There are several reasons for that: one of generation Z’s main characteristics is the ability to recontextualize statements and make them their own, and this is probably one of the most representative cases of that tendency (another is a frog becoming an LGTBQ+ icon after some statements Alex Jones made, but that’s another story). At the same time, streaming platforms have helped Grey’s Anatomy continue to be a successful series (much as it has for The Office and Sex and the City). That means that Grey’s Anatomy is one of the most popular series among Generation Z; as a result, TikTok is full of short clips of the show.

The edited clip of “pick me, choose me, love me” has no fewer than 84,500 aggregated posts (and several sub-official audios) and the hashtag #pickme has racked up 7 billion views. Before TikTok existed, the term was trending on Black Twitter, from which many of the most relevant memes emerged.

So, what does it mean to be a pick me girl?

Urban Dictionary, the glossary of internet slang, defines a pick me girl as a person who begs for the attention and approval of a specific group in everything they say and do. In most cases, they seek “to gain the attention and acceptance of the opposite gender.”

The term’s exact meaning depends on the context in which it is used, but a common element is always the male gaze. In an environment of conservative men, a pick me woman fits the type of person who openly says that “women are meaner than men,” or one who prefers to adopt the “traditional” woman’s role of staying at home and not working. A teenage pick me girl will most likely be one who acts indifferent to girly things and performatively dresses like a tomboy. For example, it has always been said that, within the Kardashian clan, Kendall Jenner has been a pick me by wanting to differentiate herself from her sisters so badly.

In most cases, the term “pick me” is a derogatory way to refer to women who meet the characteristics described by Tara Mooknee in her video essay, The rise of a pick me girl meme: “A pick me not only does things to please one group but must discredit another group of women in the process.” She also employs an anti-feminist discourse, essentially championing the claim “I’m one of the women who think feminism has gone too far.”

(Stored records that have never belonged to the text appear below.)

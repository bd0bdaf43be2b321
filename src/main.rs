mod backend;
mod cli_messages;
mod config;
mod consts;
mod environment;
mod events;
mod export;
mod logging;
mod models;
mod network;
mod notice;
mod page;
mod session;
mod sync;
mod thresholds;
mod ui;

use crate::backend::{Backend, BackendClient};
use crate::config::{Config, get_config_path};
use crate::environment::Environment;
use crate::export::{EnvironmentSnapshotProvider, ExportOutcome, export_current_view};
use crate::logging::get_rust_log_level;
use crate::session::{ExportSource, run_headless_mode, run_tui_mode, setup_session};
use clap::{Parser, Subcommand};
use std::error::Error;
use std::path::PathBuf;
use std::sync::{Arc, RwLock};

/// Environment variable selecting the backend when no flag is given.
const BACKEND_URL_ENV: &str = "ORCHARD_BACKEND_URL";

#[derive(Parser)]
#[command(
    author,
    version,
    about = "Orchard pest & disease monitoring dashboard",
    long_about = None
)]
struct Args {
    /// Command to execute
    #[command(subcommand)]
    command: Command,
}

#[derive(Subcommand)]
enum Command {
    /// Start the live dashboard
    Start {
        /// Backend base URL, or `local`
        #[arg(long, value_name = "URL")]
        backend_url: Option<String>,

        /// Run without the terminal UI and print events to stdout
        #[arg(long, default_value_t = false)]
        headless: bool,

        /// Data written by the export key
        #[arg(long, value_enum, default_value_t = ExportSource::None)]
        export_source: ExportSource,

        /// Seconds between automatic refreshes (overrides the config file)
        #[arg(long, value_name = "SECONDS")]
        refresh_interval: Option<u64>,

        /// Disable background colors in the dashboard
        #[arg(long = "no-background-color", action = clap::ArgAction::SetTrue)]
        no_background_color: bool,
    },
    /// Fetch the latest environment data once and write it to CSV
    Export {
        /// Backend base URL, or `local`
        #[arg(long, value_name = "URL")]
        backend_url: Option<String>,

        /// Directory for agricultural_data.csv (overrides the config file)
        #[arg(long, value_name = "DIR")]
        output_dir: Option<PathBuf>,

        /// Days of history to request
        #[arg(long, value_name = "DAYS")]
        days: Option<u32>,
    },
    /// Print the configuration file
    Config {
        /// Overwrite the file with the defaults first
        #[arg(long, default_value_t = false)]
        reset: bool,
    },
}

#[tokio::main]
async fn main() -> Result<(), Box<dyn Error>> {
    log::set_max_level(get_rust_log_level().into());

    let config_path = get_config_path()?;
    let args = Args::parse();
    match args.command {
        Command::Start {
            backend_url,
            headless,
            export_source,
            refresh_interval,
            no_background_color,
        } => {
            let mut config = Config::load_or_default(&config_path)?;
            if let Some(secs) = refresh_interval {
                if secs == 0 {
                    crate::print_cmd_warn!("Refresh interval", "0s is not allowed, using 1s");
                }
                config.refresh_interval_secs = secs;
            }
            let environment = resolve_environment(backend_url.as_deref(), &config)?;
            let session =
                setup_session(&config, environment, export_source, !no_background_color)?;
            if headless {
                run_headless_mode(session).await
            } else {
                run_tui_mode(session).await
            }
        }
        Command::Export {
            backend_url,
            output_dir,
            days,
        } => {
            let config = Config::load_or_default(&config_path)?;
            let environment = resolve_environment(backend_url.as_deref(), &config)?;
            let directory = output_dir.unwrap_or_else(|| config.export_dir());
            export_once(
                environment,
                days.unwrap_or(config.history_days),
                directory,
            )
            .await
        }
        Command::Config { reset } => {
            if reset {
                Config::default()
                    .save(&config_path)
                    .map_err(|e| format!("Failed to save config: {}", e))?;
                crate::print_cmd_success!("Config reset", "{}", config_path.display());
            }
            let config = Config::load_or_default(&config_path)?;
            crate::print_cmd_info!("Config file", "{}", config_path.display());
            println!("{}", serde_json::to_string_pretty(&config)?);
            Ok(())
        }
    }
}

/// CLI flag first, then `ORCHARD_BACKEND_URL`, then the config file.
fn resolve_environment(cli_url: Option<&str>, config: &Config) -> Result<Environment, Box<dyn Error>> {
    let env_url = std::env::var(BACKEND_URL_ENV).ok();
    let environment = Environment::resolve(
        cli_url,
        env_url.as_deref(),
        config.backend_url.as_deref(),
    )?;
    Ok(environment)
}

/// Fetches the environment series once and exports it.
async fn export_once(
    environment: Environment,
    days: u32,
    directory: PathBuf,
) -> Result<(), Box<dyn Error>> {
    let client = BackendClient::new(environment)?;
    let sample = match client.environmental_data(days).await {
        Ok(sample) => sample,
        Err(e) => {
            crate::print_cmd_error!("Failed to fetch environment data", e.to_string().as_str());
            return Err(e.into());
        }
    };

    let provider = EnvironmentSnapshotProvider::new(Arc::new(RwLock::new(Some(sample))));
    match export_current_view(&provider, &directory)? {
        ExportOutcome::Written { path, rows } => {
            crate::print_cmd_success!("Export complete", "{} rows written to {}", rows, path.display());
        }
        ExportOutcome::Empty => {
            crate::print_cmd_info!("Nothing to export", "the backend returned no readings");
        }
    }
    Ok(())
}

Pick me implies that “I’m not like other girls.” Mooknee asserts that this statement’s internalized misogyny is problematic. She adds that Taylor Swift’s song You Belong with Me represents a good example. The song lyric “‘Cause she doesn’t get your humor like I do” situates her somewhere between a good girl and a textbook pick me. Meredith Grey would be proud; Pompeo and her daughters, not so much.